**The input**
>>>

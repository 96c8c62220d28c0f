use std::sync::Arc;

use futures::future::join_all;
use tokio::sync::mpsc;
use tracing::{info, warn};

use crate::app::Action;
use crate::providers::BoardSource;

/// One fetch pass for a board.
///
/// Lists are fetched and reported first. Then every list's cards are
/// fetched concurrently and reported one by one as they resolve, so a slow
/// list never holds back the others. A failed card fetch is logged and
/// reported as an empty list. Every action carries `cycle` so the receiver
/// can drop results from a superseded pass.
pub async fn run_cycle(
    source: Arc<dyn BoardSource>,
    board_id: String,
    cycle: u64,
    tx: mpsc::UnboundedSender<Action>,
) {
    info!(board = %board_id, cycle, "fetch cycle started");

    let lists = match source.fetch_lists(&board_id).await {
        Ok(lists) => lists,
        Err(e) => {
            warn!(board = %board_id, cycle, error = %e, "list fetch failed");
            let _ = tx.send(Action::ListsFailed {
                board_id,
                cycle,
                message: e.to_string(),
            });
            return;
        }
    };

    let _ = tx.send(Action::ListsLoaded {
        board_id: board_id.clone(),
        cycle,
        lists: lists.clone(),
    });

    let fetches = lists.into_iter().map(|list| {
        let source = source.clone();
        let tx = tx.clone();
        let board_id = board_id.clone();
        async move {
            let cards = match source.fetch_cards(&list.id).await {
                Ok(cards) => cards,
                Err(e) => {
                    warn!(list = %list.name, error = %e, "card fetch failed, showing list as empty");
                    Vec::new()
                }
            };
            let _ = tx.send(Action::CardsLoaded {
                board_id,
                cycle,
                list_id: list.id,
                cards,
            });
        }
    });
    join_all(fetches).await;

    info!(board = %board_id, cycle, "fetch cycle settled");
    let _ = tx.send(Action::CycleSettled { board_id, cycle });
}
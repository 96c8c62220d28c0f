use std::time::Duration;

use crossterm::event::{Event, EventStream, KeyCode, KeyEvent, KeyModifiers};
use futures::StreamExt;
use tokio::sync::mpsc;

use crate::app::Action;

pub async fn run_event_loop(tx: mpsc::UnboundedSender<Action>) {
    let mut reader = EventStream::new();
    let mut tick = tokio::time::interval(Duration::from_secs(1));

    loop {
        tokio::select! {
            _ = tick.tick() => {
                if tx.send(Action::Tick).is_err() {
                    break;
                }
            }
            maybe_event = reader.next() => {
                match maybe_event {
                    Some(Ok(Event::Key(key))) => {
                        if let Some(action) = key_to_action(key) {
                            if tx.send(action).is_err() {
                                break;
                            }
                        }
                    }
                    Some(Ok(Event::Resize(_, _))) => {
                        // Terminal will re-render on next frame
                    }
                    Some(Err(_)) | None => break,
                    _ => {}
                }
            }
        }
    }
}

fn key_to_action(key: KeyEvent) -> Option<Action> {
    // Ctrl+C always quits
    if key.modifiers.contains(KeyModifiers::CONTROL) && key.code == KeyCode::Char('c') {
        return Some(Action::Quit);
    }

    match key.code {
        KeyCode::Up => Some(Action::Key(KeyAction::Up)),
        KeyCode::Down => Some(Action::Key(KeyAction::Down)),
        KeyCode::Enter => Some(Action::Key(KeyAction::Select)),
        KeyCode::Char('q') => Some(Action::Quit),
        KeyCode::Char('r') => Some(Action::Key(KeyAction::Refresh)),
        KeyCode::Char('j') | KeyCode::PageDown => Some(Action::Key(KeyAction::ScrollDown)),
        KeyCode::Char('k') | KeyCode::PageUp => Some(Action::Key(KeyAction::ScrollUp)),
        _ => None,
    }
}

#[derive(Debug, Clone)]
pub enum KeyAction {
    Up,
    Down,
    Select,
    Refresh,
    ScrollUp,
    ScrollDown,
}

<<<
>>>

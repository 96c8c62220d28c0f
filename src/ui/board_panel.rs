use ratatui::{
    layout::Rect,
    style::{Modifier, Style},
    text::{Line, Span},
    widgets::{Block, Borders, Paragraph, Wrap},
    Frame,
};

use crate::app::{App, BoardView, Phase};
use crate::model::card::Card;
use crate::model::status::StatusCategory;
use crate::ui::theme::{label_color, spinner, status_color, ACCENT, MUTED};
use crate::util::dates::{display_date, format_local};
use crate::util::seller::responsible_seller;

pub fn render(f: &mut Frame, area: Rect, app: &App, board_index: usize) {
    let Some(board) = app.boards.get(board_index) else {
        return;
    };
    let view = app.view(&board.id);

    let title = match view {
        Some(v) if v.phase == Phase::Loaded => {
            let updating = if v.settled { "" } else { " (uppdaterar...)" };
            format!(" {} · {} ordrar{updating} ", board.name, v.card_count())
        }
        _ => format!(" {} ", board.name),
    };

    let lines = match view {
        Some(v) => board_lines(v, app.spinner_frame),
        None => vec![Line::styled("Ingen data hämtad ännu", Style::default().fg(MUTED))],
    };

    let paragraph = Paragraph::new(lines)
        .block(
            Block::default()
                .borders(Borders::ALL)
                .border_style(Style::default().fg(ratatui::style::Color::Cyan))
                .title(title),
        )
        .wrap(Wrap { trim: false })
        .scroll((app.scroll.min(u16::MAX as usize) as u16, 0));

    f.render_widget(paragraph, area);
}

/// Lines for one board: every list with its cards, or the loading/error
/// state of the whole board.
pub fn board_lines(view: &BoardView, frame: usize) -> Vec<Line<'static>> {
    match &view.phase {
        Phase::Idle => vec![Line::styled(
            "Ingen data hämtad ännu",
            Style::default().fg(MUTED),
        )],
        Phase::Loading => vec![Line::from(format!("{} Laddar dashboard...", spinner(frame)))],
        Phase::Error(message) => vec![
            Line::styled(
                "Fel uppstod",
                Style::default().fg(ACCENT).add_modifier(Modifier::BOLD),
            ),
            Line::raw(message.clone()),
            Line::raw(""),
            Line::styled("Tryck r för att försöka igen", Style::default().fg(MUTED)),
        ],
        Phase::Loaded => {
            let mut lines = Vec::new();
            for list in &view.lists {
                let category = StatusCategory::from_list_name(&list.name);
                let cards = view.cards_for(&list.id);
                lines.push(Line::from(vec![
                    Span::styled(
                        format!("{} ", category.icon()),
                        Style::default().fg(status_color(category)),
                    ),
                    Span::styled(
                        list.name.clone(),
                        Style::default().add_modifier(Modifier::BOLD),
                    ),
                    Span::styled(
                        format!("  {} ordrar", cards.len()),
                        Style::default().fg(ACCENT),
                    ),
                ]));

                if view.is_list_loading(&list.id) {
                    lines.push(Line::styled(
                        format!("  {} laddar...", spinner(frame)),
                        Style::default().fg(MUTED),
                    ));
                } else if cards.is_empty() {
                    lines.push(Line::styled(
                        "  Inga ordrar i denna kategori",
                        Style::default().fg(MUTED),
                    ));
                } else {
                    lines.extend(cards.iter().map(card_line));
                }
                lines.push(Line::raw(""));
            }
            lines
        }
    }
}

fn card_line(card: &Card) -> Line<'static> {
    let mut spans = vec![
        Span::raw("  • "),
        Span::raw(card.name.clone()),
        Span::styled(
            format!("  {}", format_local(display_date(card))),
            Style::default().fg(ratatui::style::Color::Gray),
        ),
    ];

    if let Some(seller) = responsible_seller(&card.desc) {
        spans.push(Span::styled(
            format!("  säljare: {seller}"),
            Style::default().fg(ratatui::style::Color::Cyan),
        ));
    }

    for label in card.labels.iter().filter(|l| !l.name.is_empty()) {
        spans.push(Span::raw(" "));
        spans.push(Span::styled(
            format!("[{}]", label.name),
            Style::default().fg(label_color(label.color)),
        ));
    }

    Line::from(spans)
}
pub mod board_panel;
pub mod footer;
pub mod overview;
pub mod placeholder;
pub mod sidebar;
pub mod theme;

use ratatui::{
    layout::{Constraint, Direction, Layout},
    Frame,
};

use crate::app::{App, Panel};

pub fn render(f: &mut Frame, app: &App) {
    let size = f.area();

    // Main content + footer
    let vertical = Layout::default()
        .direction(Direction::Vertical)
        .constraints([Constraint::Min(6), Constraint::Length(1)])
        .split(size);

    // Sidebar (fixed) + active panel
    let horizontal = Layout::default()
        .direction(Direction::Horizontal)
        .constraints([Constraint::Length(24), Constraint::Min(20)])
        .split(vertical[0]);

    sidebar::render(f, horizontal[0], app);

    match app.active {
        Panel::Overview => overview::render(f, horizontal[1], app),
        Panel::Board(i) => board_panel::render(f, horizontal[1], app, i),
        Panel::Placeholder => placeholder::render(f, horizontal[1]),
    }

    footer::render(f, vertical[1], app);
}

<<<

**Directions**
Wherever "Borders" occurs in the records above, copy the line it sits in.

**Exercise response**
    widgets::{Block, Borders, Paragraph, Wrap},
                .borders(Borders::ALL)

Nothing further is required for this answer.